Required action
If a line of the records holds the word "auth", copy it out.

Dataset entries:
--------

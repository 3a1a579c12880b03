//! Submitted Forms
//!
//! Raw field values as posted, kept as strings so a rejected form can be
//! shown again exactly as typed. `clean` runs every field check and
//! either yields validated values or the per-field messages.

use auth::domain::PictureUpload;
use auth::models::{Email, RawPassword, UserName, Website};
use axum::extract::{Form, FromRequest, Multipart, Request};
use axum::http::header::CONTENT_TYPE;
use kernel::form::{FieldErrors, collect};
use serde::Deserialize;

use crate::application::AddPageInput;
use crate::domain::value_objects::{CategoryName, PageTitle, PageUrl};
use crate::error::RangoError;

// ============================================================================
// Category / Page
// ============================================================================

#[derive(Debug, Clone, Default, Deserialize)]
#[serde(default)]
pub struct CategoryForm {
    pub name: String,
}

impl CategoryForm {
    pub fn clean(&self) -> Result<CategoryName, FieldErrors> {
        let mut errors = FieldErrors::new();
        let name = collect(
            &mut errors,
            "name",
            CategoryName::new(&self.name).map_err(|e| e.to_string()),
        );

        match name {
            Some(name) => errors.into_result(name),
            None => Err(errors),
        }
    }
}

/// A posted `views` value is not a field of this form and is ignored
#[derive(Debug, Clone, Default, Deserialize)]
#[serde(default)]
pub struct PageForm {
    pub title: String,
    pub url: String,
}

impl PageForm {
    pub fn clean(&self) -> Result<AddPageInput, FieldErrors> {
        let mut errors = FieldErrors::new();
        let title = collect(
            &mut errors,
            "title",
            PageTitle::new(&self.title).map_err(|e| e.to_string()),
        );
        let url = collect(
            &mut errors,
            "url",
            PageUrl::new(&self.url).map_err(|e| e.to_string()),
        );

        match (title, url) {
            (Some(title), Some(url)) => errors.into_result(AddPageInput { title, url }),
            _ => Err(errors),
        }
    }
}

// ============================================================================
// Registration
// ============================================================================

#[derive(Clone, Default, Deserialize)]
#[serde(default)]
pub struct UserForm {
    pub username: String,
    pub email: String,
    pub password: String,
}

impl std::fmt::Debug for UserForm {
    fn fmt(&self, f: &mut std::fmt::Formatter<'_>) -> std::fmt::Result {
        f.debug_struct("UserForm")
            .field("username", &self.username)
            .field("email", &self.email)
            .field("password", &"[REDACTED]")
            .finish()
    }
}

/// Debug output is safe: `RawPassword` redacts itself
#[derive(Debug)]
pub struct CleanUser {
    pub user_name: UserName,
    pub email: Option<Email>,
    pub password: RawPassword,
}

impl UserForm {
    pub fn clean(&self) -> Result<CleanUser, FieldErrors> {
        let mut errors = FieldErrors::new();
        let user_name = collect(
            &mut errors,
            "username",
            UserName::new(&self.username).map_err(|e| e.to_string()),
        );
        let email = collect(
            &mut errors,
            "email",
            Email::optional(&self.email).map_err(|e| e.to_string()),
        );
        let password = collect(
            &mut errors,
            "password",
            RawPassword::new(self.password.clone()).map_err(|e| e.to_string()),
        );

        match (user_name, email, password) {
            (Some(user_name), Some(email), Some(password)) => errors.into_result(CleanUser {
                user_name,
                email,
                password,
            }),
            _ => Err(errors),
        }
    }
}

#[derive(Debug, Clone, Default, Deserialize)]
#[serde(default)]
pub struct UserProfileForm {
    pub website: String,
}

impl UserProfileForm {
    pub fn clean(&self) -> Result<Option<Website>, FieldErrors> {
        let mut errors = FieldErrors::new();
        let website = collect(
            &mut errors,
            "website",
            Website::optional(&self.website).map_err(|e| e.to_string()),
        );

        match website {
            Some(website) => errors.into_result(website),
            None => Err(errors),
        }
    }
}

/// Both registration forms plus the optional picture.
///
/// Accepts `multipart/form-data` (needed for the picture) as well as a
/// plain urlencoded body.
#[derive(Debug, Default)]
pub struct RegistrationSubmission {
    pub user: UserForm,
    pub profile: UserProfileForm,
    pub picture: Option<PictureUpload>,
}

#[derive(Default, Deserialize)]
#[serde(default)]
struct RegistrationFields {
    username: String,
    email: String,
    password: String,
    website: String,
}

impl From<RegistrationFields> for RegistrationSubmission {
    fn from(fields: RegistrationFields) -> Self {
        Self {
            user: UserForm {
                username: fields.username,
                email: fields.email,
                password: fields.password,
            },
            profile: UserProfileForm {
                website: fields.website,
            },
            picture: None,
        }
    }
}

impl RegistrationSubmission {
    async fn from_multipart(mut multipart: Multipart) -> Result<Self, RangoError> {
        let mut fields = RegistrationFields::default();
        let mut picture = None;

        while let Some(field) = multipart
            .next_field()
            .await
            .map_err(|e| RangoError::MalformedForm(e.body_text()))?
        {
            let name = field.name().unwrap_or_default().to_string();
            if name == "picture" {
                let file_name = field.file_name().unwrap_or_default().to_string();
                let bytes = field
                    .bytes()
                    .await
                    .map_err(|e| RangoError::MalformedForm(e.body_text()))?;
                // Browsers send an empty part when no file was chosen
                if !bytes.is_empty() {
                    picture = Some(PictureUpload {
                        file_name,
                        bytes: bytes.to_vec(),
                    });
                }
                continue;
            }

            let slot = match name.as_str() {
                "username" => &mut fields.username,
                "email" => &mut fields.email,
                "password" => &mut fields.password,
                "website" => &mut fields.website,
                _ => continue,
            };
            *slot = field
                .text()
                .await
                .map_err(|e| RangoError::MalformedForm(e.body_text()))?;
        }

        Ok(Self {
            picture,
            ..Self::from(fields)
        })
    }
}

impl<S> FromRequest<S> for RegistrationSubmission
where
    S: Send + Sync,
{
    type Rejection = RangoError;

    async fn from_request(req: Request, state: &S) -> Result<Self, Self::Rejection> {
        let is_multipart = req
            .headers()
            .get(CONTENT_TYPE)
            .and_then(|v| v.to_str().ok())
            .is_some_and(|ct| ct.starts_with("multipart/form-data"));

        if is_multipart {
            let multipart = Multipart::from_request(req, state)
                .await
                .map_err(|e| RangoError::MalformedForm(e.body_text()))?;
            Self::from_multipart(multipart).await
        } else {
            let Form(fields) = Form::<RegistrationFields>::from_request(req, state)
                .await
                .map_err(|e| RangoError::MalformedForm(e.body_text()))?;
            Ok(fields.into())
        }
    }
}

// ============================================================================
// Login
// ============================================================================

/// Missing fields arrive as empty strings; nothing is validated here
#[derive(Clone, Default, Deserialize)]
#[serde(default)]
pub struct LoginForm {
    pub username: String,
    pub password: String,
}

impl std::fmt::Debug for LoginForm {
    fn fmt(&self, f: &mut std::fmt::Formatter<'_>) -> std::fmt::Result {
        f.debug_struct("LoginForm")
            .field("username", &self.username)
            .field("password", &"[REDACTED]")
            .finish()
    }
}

--------

Result for this task
use auth::domain::PictureUpload;
use auth::models::{Email, RawPassword, UserName, Website};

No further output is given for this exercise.